Меня настолько это взбесило, что я тут же порвала все бланки. Огражденная от Запада железным занавесом, я не понимала серьезности проблем с расизмом в США и того, как это связано с возникновением движения за права человека. Все, что мне представилось, – это нацисты с их одержимостью «расовой чистотой».

– Ни за что не поеду в страну, где спрашивают о расе! – объявила я матери.

– Ну что ж, если ты и в самом деле так думаешь… – сказала она немного неуверенно, однако у нее и самой уже к тому моменту появились сомнения, она беспокоилась, сумеют ли сестра и зять обеспечить нас, если они сами не слишком удачливы в делах и, будучи иммигрантами, кое-как перебиваются в США. Она не хотела, чтобы на нас смотрели как на бедных родственников, нахлебников, и мы обе понимали, что я, трудясь ради хлеба насущного, не смогу оплачивать занятия в Джульярде.

Мысли о моей матери удержали нас с Виктором от бегства на Запад в пятидесятые. Ей было под шестьдесят, и я не очень представляла, как она приспособится к новым условиям и обретет счастье за пределами страны, которую так страстно любил папа. В любом случае, после смерти Сталина жизнь под игом коммунистического режима стала менее гнетущей и ощущение постоянной угрозы ослабело.

Моя карьера только начиналась, и передо мною открывались самые разные пути. Я поняла, каким весом обладала моя победа на конкурсе ARD, когда по возвращении из Мюнхена с кашемировыми свитерами, меня забросали предложениями выступить, исполнить для записи самые прекрасные произведения и поехать на гастроли. Нам с Виктором даже разрешили отправиться на Всемирную выставку 1958 года в Брюсселе, правда, по очереди.

Я даже не рассчитывала на такую свободу.

Хотя биологические часы моего тела и торопили, я никогда не думала о том, чтобы оторваться от музыки, сделать передышку и обзавестись ребенком. Не то чтобы я понимала, что Виктор не очень хочет детей, – я сомневалась, хочу ли их сама. После войны мне следовало спешить, чтобы нагнать потерянные для музыки шесть лет.

Здоровьем я никогда не могла похвастаться, а медицинские последствия военных лет регулярно давали о себе знать. Вдобавок к перенесенным за шесть лет болезням и ослаблению иммунитета я подхватила малярию, которая негативно сказалась на почках и печени, так что я, похоже, пострадала от всех возможных инфекций.
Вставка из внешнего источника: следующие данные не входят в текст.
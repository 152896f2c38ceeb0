//! # actions: named string outputs for the automation runner
//!
//! The CI workflow reads `key=value` lines from the file named by
//! `GITHUB_OUTPUT` to pick up the commit message, author identity, and any
//! failure message. Outside of a workflow run the variable is unset and
//! outputs are skipped.

use std::env;
use std::fs::OpenOptions;
use std::io::Write;

use tracing::debug;

/// Append one named output. Values are flattened to a single line, since
/// the output file format is line-delimited.
pub fn set_output(name: &str, value: &str) -> std::io::Result<()> {
    let Ok(path) = env::var("GITHUB_OUTPUT") else {
        debug!(name, "GITHUB_OUTPUT not set; skipping output");
        return Ok(());
    };

    let value = value.replace(['\r', '\n'], " ");
    let mut file = OpenOptions::new().create(true).append(true).open(path)?;
    writeln!(file, "{name}={value}")?;
    debug!(name, "wrote workflow output");
    Ok(())
}
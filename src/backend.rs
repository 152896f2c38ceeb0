//! # backend: query/mutation interface to the remote data store
//!
//! Two traits, one per board. The contract board and the job board use
//! distinct backend procedures and slightly different schemas; they are
//! kept as parallel instances of the same interface shape rather than
//! unified behind a shared abstraction.
//!
//! ## Mocking & Testing
//! Both traits are annotated for `mockall`, so orchestrators are tested
//! against deterministic mocks without touching the network. The mocks are
//! exported under the `test-export-mocks` feature for integration tests.

use async_trait::async_trait;
#[cfg(any(test, feature = "test-export-mocks"))]
use mockall::automock;
use thiserror::Error;

use crate::listing::{
    Contract, ContractAnalytics, ContractFilter, ContractPatch, Job, JobCounts, JobFilter,
    NewContract,
};

/// Failure taxonomy for remote calls.
///
/// Parse failures never appear here: field extraction degrades to absent
/// values instead of failing. Everything below aborts the current run.
#[derive(Debug, Error)]
pub enum BackendError {
    /// The client was never initialized; the backend endpoint or key is
    /// missing from the environment.
    #[error("backend client is not initialized: set SUPABASE_URL and SUPABASE_KEY")]
    NotConfigured,

    /// The HTTP exchange itself failed.
    #[error("backend transport error: {0}")]
    Transport(#[from] reqwest::Error),

    /// The backend answered with an error payload; the message is
    /// propagated verbatim.
    #[error("{0}")]
    Api(String),

    /// The response arrived but does not match the expected record shape.
    #[error("data validation error: {0}")]
    Validation(String),
}

/// Remote operations on the contract board.
#[cfg_attr(any(test, feature = "test-export-mocks"), automock)]
#[async_trait]
pub trait ContractStore: Send + Sync {
    /// Create a contract listing. One remote write; no local state.
    async fn add_contract(&self, new: NewContract) -> Result<(), BackendError>;

    /// Update a contract listing by its posting URL.
    async fn update_contract(&self, patch: ContractPatch) -> Result<(), BackendError>;

    /// List contract listings, optionally filtered by priority tier and
    /// rate bounds. The response is validated against the record shape.
    async fn list_contracts(&self, filter: ContractFilter)
        -> Result<Vec<Contract>, BackendError>;

    /// Fetch the recomputed analytics aggregate.
    async fn contract_analytics(&self) -> Result<ContractAnalytics, BackendError>;
}

/// Remote operations on the job board.
#[cfg_attr(any(test, feature = "test-export-mocks"), automock)]
#[async_trait]
pub trait JobStore: Send + Sync {
    /// List job listings, optionally filtered by company category.
    async fn list_jobs(&self, filter: JobFilter) -> Result<Vec<Job>, BackendError>;

    /// Fetch the fixed set of named counters.
    async fn job_counts(&self) -> Result<JobCounts, BackendError>;
}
И я всегда была для своих лет ростом ниже нормы, поэтому с трудом воображала себя беременной или рожающей ребенка.

Нам с Виктором было и так хорошо вместе, и я опасалась подвергать наше счастье какому-либо риску. Я часто видела, как друзья-музыканты женились и заводили детей – и какой ущерб претерпевали их карьеры и супружеские отношения. Я могла с уверенностью сказать, что, если на моих руках окажется младенец, я не сумею оставлять его ради музыки и буду постоянно разрываться между ними. А я не готова к такой внутренней борьбе.